▶ TRY IT: Copy every line from the records below that holds the word "layer".

Top of THE INPUT

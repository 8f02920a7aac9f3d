//! Directional link arrows.
//!
//! An arrow is drawn horizontally (rectangular tail, triangular head) on a
//! square canvas large enough to hold any rotation, rotated to the
//! source→destination angle, flipped to match the label convention, and
//! cropped to its tight bounding box. Because rotating a rectangle grows its
//! bounding box non-linearly with angle, final placement goes through an
//! explicit table of angle-bucket → offset rules; near-axis angles and the
//! four diagonal octants each get their own rule.

use crate::color::parse_color;
use crate::geom::{Bbox, Point, point};
use crate::layer::Layer;
use crate::{Error, Result};
use tiny_skia::{Color, FillRule, Paint, PathBuilder, Shader, Stroke, Transform};

#[derive(Debug, Clone)]
pub struct ArrowStyle {
    /// Pixel width of the arrowhead. Forced odd for exact centering.
    pub head_width: u32,
    /// Tail length as a percentage of the total arrow length, clamped to
    /// `[10, 90]`.
    pub tail_len: u32,
    /// Tail thickness as a percentage of the head width, clamped to
    /// `[10, 90]`.
    pub tail_width: u32,
    pub line: Color,
    pub fill: Color,
}

impl Default for ArrowStyle {
    fn default() -> Self {
        Self {
            head_width: 20,
            tail_len: 75,
            tail_width: 50,
            line: parse_color("black").expect("known color"),
            fill: parse_color("white").expect("known color"),
        }
    }
}

const ARROW_STROKE: f32 = 2.0;

/// Trimmed dimensions handed to the placement rules.
#[derive(Debug, Clone, Copy)]
struct TrimmedDims {
    width: i64,
    height: i64,
    /// Straight-line arrow length in px.
    length: i64,
    /// Cross-axis extent of the unrotated shape (head width plus stroke).
    cross: i64,
}

struct PlacementBucket {
    /// Half-open angle range `(lo, hi]` in degrees.
    lo: f64,
    hi: f64,
    place: fn(Point, TrimmedDims) -> Point,
}

/// Offset rules per angle bucket. Angles below −170° are normalized by +360°
/// first, so the table covers `(-170, 190]`.
const PLACEMENT: &[PlacementBucket] = &[
    // Near 0°: tail start sits on the source, shape extends to the right.
    PlacementBucket {
        lo: -10.0,
        hi: 10.0,
        place: |src, d| point(src.x, src.y - (d.cross / 2) as f64 + 1.0),
    },
    // Near 90°: pointing down the canvas.
    PlacementBucket {
        lo: 80.0,
        hi: 100.0,
        place: |src, d| point(src.x - (d.width / 2) as f64 + 2.0, src.y),
    },
    // Near −90°: pointing up the canvas.
    PlacementBucket {
        lo: -100.0,
        hi: -80.0,
        place: |src, d| point(src.x - (d.cross / 2) as f64, src.y - d.length as f64 + 1.0),
    },
    // Near 180°: extends to the left of the source.
    PlacementBucket {
        lo: 170.0,
        hi: 190.0,
        place: |src, d| {
            point(
                src.x - d.width as f64 + 1.0,
                src.y - (d.cross / 2) as f64 + 1.0,
            )
        },
    },
    // Down-right octant.
    PlacementBucket {
        lo: 10.0,
        hi: 80.0,
        place: |src, _| point(src.x, src.y),
    },
    // Down-left octant.
    PlacementBucket {
        lo: 100.0,
        hi: 170.0,
        place: |src, d| point(src.x - d.width as f64 + 2.0, src.y),
    },
    // Up-right octant.
    PlacementBucket {
        lo: -80.0,
        hi: -10.0,
        place: |src, d| point(src.x, src.y - d.height as f64 + 2.0),
    },
    // Up-left octant.
    PlacementBucket {
        lo: -170.0,
        hi: -100.0,
        place: |src, d| {
            point(
                src.x - d.width as f64 + 2.0,
                src.y - d.height as f64 + 2.0,
            )
        },
    },
];

fn place(degrees: f64, src: Point, dims: TrimmedDims) -> Point {
    let d = if degrees <= -170.0 {
        degrees + 360.0
    } else {
        degrees
    };
    for bucket in PLACEMENT {
        if d > bucket.lo && d <= bucket.hi {
            return (bucket.place)(src, dims);
        }
    }
    // Unreachable: the buckets tile (-170, 190].
    src
}

/// A rendered, trimmed arrow plus its placement position: overlaying the
/// layer at `pos` puts the tail start on the source point and the tip on the
/// destination point.
#[derive(Debug)]
pub struct Arrow {
    pub layer: Layer,
    pub pos: Point,
    /// Straight-line length between source and destination, in px.
    pub length: i64,
    /// Angle from source to destination, degrees in `(-180, 180]`.
    pub degrees: f64,
}

impl Arrow {
    pub fn new(src: Point, dst: Point, style: &ArrowStyle) -> Result<Self> {
        let length = (dst.x - src.x).hypot(dst.y - src.y) as i64;
        if length < 2 {
            return Err(Error::DegenerateArrow);
        }
        let degrees = (dst.y - src.y).atan2(dst.x - src.x).to_degrees();

        // Even head widths are impossible to center exactly.
        let head = if style.head_width % 2 == 0 {
            style.head_width.saturating_sub(1).max(1)
        } else {
            style.head_width
        };
        let tail_len = f64::from(style.tail_len.clamp(10, 90)) / 100.0;
        let tail_width = f64::from(style.tail_width.clamp(10, 90)) / 100.0;

        let l = length as f32;
        let h = head as f32;
        let body_w = h * tail_width as f32;
        let body_end = l * tail_len as f32;
        // Center the shape vertically so rotation about the canvas center
        // never clips it.
        let yzero = l / 2.0 - h / 2.0;

        let mut pb = PathBuilder::new();
        pb.move_to(0.0, yzero + h / 2.0 - body_w / 2.0);
        pb.line_to(body_end, yzero + h / 2.0 - body_w / 2.0);
        pb.line_to(body_end, yzero);
        pb.line_to(l, yzero + h / 2.0); // tip
        pb.line_to(body_end, yzero + h);
        pb.line_to(body_end, yzero + h / 2.0 + body_w / 2.0);
        pb.line_to(0.0, yzero + h / 2.0 + body_w / 2.0);
        pb.close();
        let path = pb.finish().ok_or(Error::DegenerateArrow)?;

        let side = length as u32;
        let mut layer = Layer::new(side, side)?;
        let center = l / 2.0;
        let transform = Transform::from_rotate_at(degrees as f32, center, center);

        let fill_paint = Paint {
            shader: Shader::SolidColor(style.fill),
            anti_alias: true,
            ..Paint::default()
        };
        let line_paint = Paint {
            shader: Shader::SolidColor(style.line),
            anti_alias: true,
            ..Paint::default()
        };
        let stroke = Stroke {
            width: ARROW_STROKE,
            ..Stroke::default()
        };
        layer
            .pixmap_mut()
            .fill_path(&path, &fill_paint, FillRule::Winding, transform, None);
        layer
            .pixmap_mut()
            .stroke_path(&path, &line_paint, &stroke, transform, None);

        // Match the label convention: the composed canvas is flipped before
        // final output.
        layer.flip_vertical();

        // Tight bounding box of the rotated shape, computed analytically so
        // placement does not depend on rasterization details.
        let cross = i64::from(head) + 2 * ARROW_STROKE as i64;
        let rad = degrees.to_radians();
        let (sin, cos) = (rad.sin().abs(), rad.cos().abs());
        let width = ((length as f64 * cos + cross as f64 * sin).round() as i64)
            .clamp(1, length);
        let height = ((length as f64 * sin + cross as f64 * cos).round() as i64)
            .clamp(1, length);
        let left = (side as i64 - width) / 2;
        let top = (side as i64 - height) / 2;
        layer.crop(Bbox::new(
            left as u32,
            top as u32,
            (left + width) as u32,
            (top + height) as u32,
        ))?;

        let dims = TrimmedDims {
            width,
            height,
            length,
            cross,
        };
        let pos = place(degrees, src, dims);

        Ok(Self {
            layer,
            pos,
            length,
            degrees,
        })
    }
}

Bottom of THE INPUT

▶ COMPLETED TASK:
use crate::layer::Layer;
/// layer at `pos` puts the tail start on the source point and the tip on the
    pub layer: Layer,
        let mut layer = Layer::new(side, side)?;
        layer
        layer
        layer.flip_vertical();
        layer.crop(Bbox::new(
            layer,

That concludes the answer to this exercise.